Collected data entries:
impl Config {
    /// Load configuration from environment variables
    pub fn from_env() -> Result<Self, ConfigError> {
        // Attempt to load .env file, but don't fail if it doesn't exist
        // (env vars may be set directly in production)
        let _ = dotenvy::dotenv();

        let secret = required_var("SECRET")?;
        if secret.len() < MIN_SECRET_LEN {
            return Err(ConfigError::InvalidValue(
                "SECRET".to_string(),
                format!("must be at least {} bytes", MIN_SECRET_LEN),
            ));
        }

        let domain = required_var("DOMAIN")?;
        let uri = required_var("URI")?;
        let statement = env::var("SIWE_STATEMENT")
            .ok()
            .filter(|s| !s.trim().is_empty())
            .unwrap_or_else(|| DEFAULT_STATEMENT.to_string());

        // Any of these would break the line-oriented challenge text
        for (key, value) in [("DOMAIN", &domain), ("URI", &uri), ("SIWE_STATEMENT", &statement)] {
            if value.contains(['\n', '\r']) {
                return Err(ConfigError::InvalidValue(
                    key.to_string(),
                    "must not contain line breaks".to_string(),
                ));
            }
        }

        // Server
        let bind_addr_str = env::var("BIND_ADDR").unwrap_or_else(|_| "127.0.0.1:8080".to_string());
        let bind_addr = bind_addr_str
            .parse::<SocketAddr>()
            .map_err(|e| ConfigError::ParseError("BIND_ADDR".to_string(), e.to_string()))?;
        let cors_allowed_origin = optional_var("CORS_ALLOWED_ORIGIN");

        let redis_url = optional_var("REDIS_URL");

        // TTLs
        let challenge_ttl_secs = parse_env_or_default("CHALLENGE_TTL_SECS", 3_600)?;
        let session_ttl_secs = parse_env_or_default("SESSION_TTL_SECS", 86_400)?;
        let cookie_max_age_secs = parse_env_or_default("COOKIE_MAX_AGE_SECS", 3_600)?;
        let nonce_sweep_interval_secs = parse_env_or_default("NONCE_SWEEP_INTERVAL_SECS", 60)?;

        for (key, value) in [
            ("CHALLENGE_TTL_SECS", challenge_ttl_secs),
            ("SESSION_TTL_SECS", session_ttl_secs),
            ("COOKIE_MAX_AGE_SECS", cookie_max_age_secs),
            ("NONCE_SWEEP_INTERVAL_SECS", nonce_sweep_interval_secs),
        ] {
            if value > MAX_TTL_SECS {
                return Err(ConfigError::InvalidValue(
                    key.to_string(),
                    format!("must be at most {} seconds", MAX_TTL_SECS),
                ));
            }
            if value == 0 && key != "COOKIE_MAX_AGE_SECS" {
                return Err(ConfigError::InvalidValue(
                    key.to_string(),
                    "must be greater than zero".to_string(),
                ));
            }
        }

        // Abuse limits
        let rate_limit_login_per_min = parse_env_or_default("RATE_LIMIT_LOGIN_PER_MIN", 30)?;
        if rate_limit_login_per_min == 0 {
            return Err(ConfigError::InvalidValue(
                "RATE_LIMIT_LOGIN_PER_MIN".to_string(),
                "must be greater than zero".to_string(),
            ));
        }
        let max_pending_nonces = parse_env_or_default("MAX_PENDING_NONCES", 100_000)?;
        if max_pending_nonces == 0 {
            return Err(ConfigError::InvalidValue(
                "MAX_PENDING_NONCES".to_string(),
                "must be greater than zero".to_string(),
            ));
        }

        let cookie_secure = parse_env_or_default("COOKIE_SECURE", false)?;

        Ok(Config {
            secret,
            domain,
            uri,
            statement,
            bind_addr,
            cors_allowed_origin,
            redis_url,
            challenge_ttl_secs,
            session_ttl_secs,
            cookie_max_age_secs,
            nonce_sweep_interval_secs,
            rate_limit_login_per_min,
            max_pending_nonces,
            cookie_secure,
        })
    }

    /// Challenge validity on each side of its issue time.
    pub fn challenge_ttl(&self) -> Result<Duration, ConfigError> {
        ttl_duration("CHALLENGE_TTL_SECS", self.challenge_ttl_secs)
    }

    /// Lifetime of an issued session credential.
    pub fn session_ttl(&self) -> Result<Duration, ConfigError> {
        ttl_duration("SESSION_TTL_SECS", self.session_ttl_secs)
    }

    /// Cookie `Max-Age`, in seconds.
    pub fn cookie_max_age(&self) -> i64 {
        i64::try_from(self.cookie_max_age_secs.min(MAX_TTL_SECS)).unwrap_or(0)
    }
}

● WORK TO COMPLETE:
Output the entries above exactly, please, with nothing dropped.

● OUTPUT FOR THIS EXERCISE:
impl Config {
    /// Load configuration from environment variables
    pub fn from_env() -> Result<Self, ConfigError> {
        // Attempt to load .env file, but don't fail if it doesn't exist
        // (env vars may be set directly in production)
        let _ = dotenvy::dotenv();

        let secret = required_var("SECRET")?;
        if secret.len() < MIN_SECRET_LEN {
            return Err(ConfigError::InvalidValue(
                "SECRET".to_string(),
                format!("must be at least {} bytes", MIN_SECRET_LEN),
            ));
        }

        let domain = required_var("DOMAIN")?;
        let uri = required_var("URI")?;
        let statement = env::var("SIWE_STATEMENT")
            .ok()
            .filter(|s| !s.trim().is_empty())
            .unwrap_or_else(|| DEFAULT_STATEMENT.to_string());

        // Any of these would break the line-oriented challenge text
        for (key, value) in [("DOMAIN", &domain), ("URI", &uri), ("SIWE_STATEMENT", &statement)] {
            if value.contains(['\n', '\r']) {
                return Err(ConfigError::InvalidValue(
                    key.to_string(),
                    "must not contain line breaks".to_string(),
                ));
            }
        }

        // Server
        let bind_addr_str = env::var("BIND_ADDR").unwrap_or_else(|_| "127.0.0.1:8080".to_string());
        let bind_addr = bind_addr_str
            .parse::<SocketAddr>()
            .map_err(|e| ConfigError::ParseError("BIND_ADDR".to_string(), e.to_string()))?;
        let cors_allowed_origin = optional_var("CORS_ALLOWED_ORIGIN");

        let redis_url = optional_var("REDIS_URL");

        // TTLs
        let challenge_ttl_secs = parse_env_or_default("CHALLENGE_TTL_SECS", 3_600)?;
        let session_ttl_secs = parse_env_or_default("SESSION_TTL_SECS", 86_400)?;
        let cookie_max_age_secs = parse_env_or_default("COOKIE_MAX_AGE_SECS", 3_600)?;
        let nonce_sweep_interval_secs = parse_env_or_default("NONCE_SWEEP_INTERVAL_SECS", 60)?;

        for (key, value) in [
            ("CHALLENGE_TTL_SECS", challenge_ttl_secs),
            ("SESSION_TTL_SECS", session_ttl_secs),
            ("COOKIE_MAX_AGE_SECS", cookie_max_age_secs),
            ("NONCE_SWEEP_INTERVAL_SECS", nonce_sweep_interval_secs),
        ] {
            if value > MAX_TTL_SECS {
                return Err(ConfigError::InvalidValue(
                    key.to_string(),
                    format!("must be at most {} seconds", MAX_TTL_SECS),
                ));
            }
            if value == 0 && key != "COOKIE_MAX_AGE_SECS" {
                return Err(ConfigError::InvalidValue(
                    key.to_string(),
                    "must be greater than zero".to_string(),
                ));
            }
        }

        // Abuse limits
        let rate_limit_login_per_min = parse_env_or_default("RATE_LIMIT_LOGIN_PER_MIN", 30)?;
        if rate_limit_login_per_min == 0 {
            return Err(ConfigError::InvalidValue(
                "RATE_LIMIT_LOGIN_PER_MIN".to_string(),
                "must be greater than zero".to_string(),
            ));
        }
        let max_pending_nonces = parse_env_or_default("MAX_PENDING_NONCES", 100_000)?;
        if max_pending_nonces == 0 {
            return Err(ConfigError::InvalidValue(
                "MAX_PENDING_NONCES".to_string(),
                "must be greater than zero".to_string(),
            ));
        }

        let cookie_secure = parse_env_or_default("COOKIE_SECURE", false)?;

        Ok(Config {
            secret,
            domain,
            uri,
            statement,
            bind_addr,
            cors_allowed_origin,
            redis_url,
            challenge_ttl_secs,
            session_ttl_secs,
            cookie_max_age_secs,
            nonce_sweep_interval_secs,
            rate_limit_login_per_min,
            max_pending_nonces,
            cookie_secure,
        })
    }

    /// Challenge validity on each side of its issue time.
    pub fn challenge_ttl(&self) -> Result<Duration, ConfigError> {
        ttl_duration("CHALLENGE_TTL_SECS", self.challenge_ttl_secs)
    }

    /// Lifetime of an issued session credential.
    pub fn session_ttl(&self) -> Result<Duration, ConfigError> {
        ttl_duration("SESSION_TTL_SECS", self.session_ttl_secs)
    }

    /// Cookie `Max-Age`, in seconds.
    pub fn cookie_max_age(&self) -> i64 {
        i64::try_from(self.cookie_max_age_secs.min(MAX_TTL_SECS)).unwrap_or(0)
    }
}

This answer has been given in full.